Wine is probably just above toilet rolls and other necessary supplies. And the Doomsday scenario is that it might be the same person [buying both].'

Gulp. It's worth adding that these national outlets are, by their nature, much more likely to be brand-led: while regional independents might deliberately shy away from supermarket regulars to preserve a point of difference, national accounts are more likely to appreciate their level of consumer recognition.

But what do you expect? These are big businesses with margin expectations that mostly want to deal with single suppliers and treat wine - like food - as another commodity to be bought and sold with the best possible price/quality ratio.

So do they increasingly resemble the multiple grocers in behaviour and expectations? Yes, of course, and probably rightly so,' says Lopez. In that sense, it has very similar criteria and philosophy. But it's not all about price discounts, which gets a little bit boring. But in the national on-trade, yes, you have to support your brands. You have to do the push, but also the pull. It's about investing in the end consumer and in the account base.'

OK, so let's say our wine producer doesn't need to sell big quantities, but he's got a quality wine that he wants to see in all the right places - and at all the right prices. Yes, he's after the fabled white tablecloth sector or, as Howard puts it, the top restaurants with glistening white tablecloths and even more glistening Michelin stars'. Reality check number two: Even if you can get a listing, a listing doesn't equal sales and a listing might be only one case,' he says. You're selling less, it's more labour-intensive in that it's a smaller volume to more outlets.'

Who needs a drink? It's very complicated,' admits Lopez. Once people get into it, sometimes they say: "What did I get myself into?"'

But. There has to be a but - and there is. Before we all slit our wrists with our waiter's friends, there is a definite reward at the end of all that labour-intensive toil and heartache. It can become a much more profitable sector [than the off-trade],' says Lopez, before (naturally) adding a caveat.

When we talk about profits, there are percentage margins and there are cash margins. You can make a lower percentage margin, but sell, say, 20 times the volume and make more cash margin with the multiples. In the on-trade, you can double your percentage margin, but if you sell half the volume, then your cash margin is the same.'

But the nature of the on-trade - especially the independent, regional on-trade - is such that your eggs are in lots of different baskets. Fragmentation may be hard work for the sales team, but it's less likely to blow up in your face. As Lopez says, you can do big business in a short time with the multiples, using fewer human resources in the process - but there's a snag. You can sell 10,000 cases with one retailer, but you're very fragile and who owns the brand then?'

The difficulty with the independent on-trade is that it takes time. Concha y Toro, for instance, is still reaping the rewards of years of hard slog from previous agency Cheviot, as Lopez freely admits. It took them a long time to develop the regional and independent on-trade, but it's a very valuable channel - one that we should really nurture.'

You want a short cut? You could talk to Wine Intelligence, who will assess your product - wine, USP, background, packaging, volumes - and report back on what channel it might be best suited to, providing a long list of possible partners to help work the market. That could cost anything from 3,000 to 6,000, including several stages of reporting and a final action plan.

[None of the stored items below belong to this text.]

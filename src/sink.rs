use std::io::{self, Write};
use std::sync::{Arc, Mutex, MutexGuard};

/// Destination for finished access log entries.
///
/// Each request produces exactly one `write_entry` call carrying the whole
/// entry (summary line, debug block and error list), so a sink that writes
/// every call in one piece keeps lines from interleaving under load.
pub trait LogSink: Send + Sync {
    fn write_entry(&self, entry: &str) -> io::Result<()>;
}

/// Writes entries to the process standard output.
#[derive(Debug, Clone, Copy, Default)]
pub struct StdoutSink;

impl LogSink for StdoutSink {
    fn write_entry(&self, entry: &str) -> io::Result<()> {
        let mut out = io::stdout().lock();
        out.write_all(entry.as_bytes())?;
        out.flush()
    }
}

/// In-memory byte buffer shared between clones.
///
/// Serves both as a [`LogSink`] that captures entries and as the side
/// buffer the tee bodies copy into.
#[derive(Debug, Clone, Default)]
pub struct MemorySink {
    buf: Arc<Mutex<Vec<u8>>>,
}

impl MemorySink {
    pub fn new() -> Self {
        Self::default()
    }

    /// Locks the buffer, taking over a poisoned lock.
    fn buf(&self) -> MutexGuard<'_, Vec<u8>> {
        self.buf.lock().unwrap_or_else(|poisoned| poisoned.into_inner())
    }

    pub fn bytes(&self) -> Vec<u8> {
        self.buf().clone()
    }

    pub fn contents(&self) -> String {
        String::from_utf8_lossy(&self.buf()).into_owned()
    }

    pub fn len(&self) -> usize {
        self.buf().len()
    }

    pub fn is_empty(&self) -> bool {
        self.len() == 0
    }

    pub fn clear(&self) {
        self.buf().clear();
    }
}

impl Write for MemorySink {
    fn write(&mut self, data: &[u8]) -> io::Result<usize> {
        self.buf().extend_from_slice(data);
        Ok(data.len())
    }

    fn flush(&mut self) -> io::Result<()> {
        Ok(())
    }
}

impl LogSink for MemorySink {
    fn write_entry(&self, entry: &str) -> io::Result<()> {
        self.clone().write_all(entry.as_bytes())
    }
}

#[cfg(test)]
mod tests {
    use super::*;

    #[test]
    fn memory_sink_clones_share_storage() {
        let sink = MemorySink::new();
        let mut writer = sink.clone();
        writer.write_all(b"abc").unwrap();
        sink.write_entry("def\n").unwrap();

        assert_eq!(sink.contents(), "abcdef\n");
        assert_eq!(sink.len(), 7);

        sink.clear();
        assert!(writer.is_empty());
    }

    #[test]
    fn poisoned_buffer_keeps_data_and_accepts_writes() {
        let sink = MemorySink::new();
        sink.write_entry("before\n").unwrap();

        let held = sink.clone();
        let _ = std::thread::spawn(move || {
            let _guard = held.buf.lock().unwrap();
            panic!("writer died holding the lock");
        })
        .join();
        assert!(sink.buf.is_poisoned());

        assert_eq!(sink.contents(), "before\n");
        assert_eq!(sink.len(), 7);
        sink.write_entry("after\n").unwrap();
        assert_eq!(sink.bytes(), b"before\nafter\n".to_vec());

        sink.clear();
        assert!(sink.is_empty());
    }
}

Or you could adopt the DIY approach and track down a partner by yourself. Volume players might talk to the big guys like Matthew Clark, WaverleyTBS or possibly Percy Fox, Bibendum or Enotria, whereas the field might be wider for medium-sized operations. According to Howard, only the really niche - 10-plus per bottle cost price, low thousands of bottles produced a year - can afford to take the wholly direct approach.

And he offers this advice (for free): you can make money from the on-trade, but you have to decide what particular layer of it suits your business best, identify and align with the best route to that particular market, and seek out the best, proven partner for whom your wines are a realistic opportunity. And that's when the hard work starts.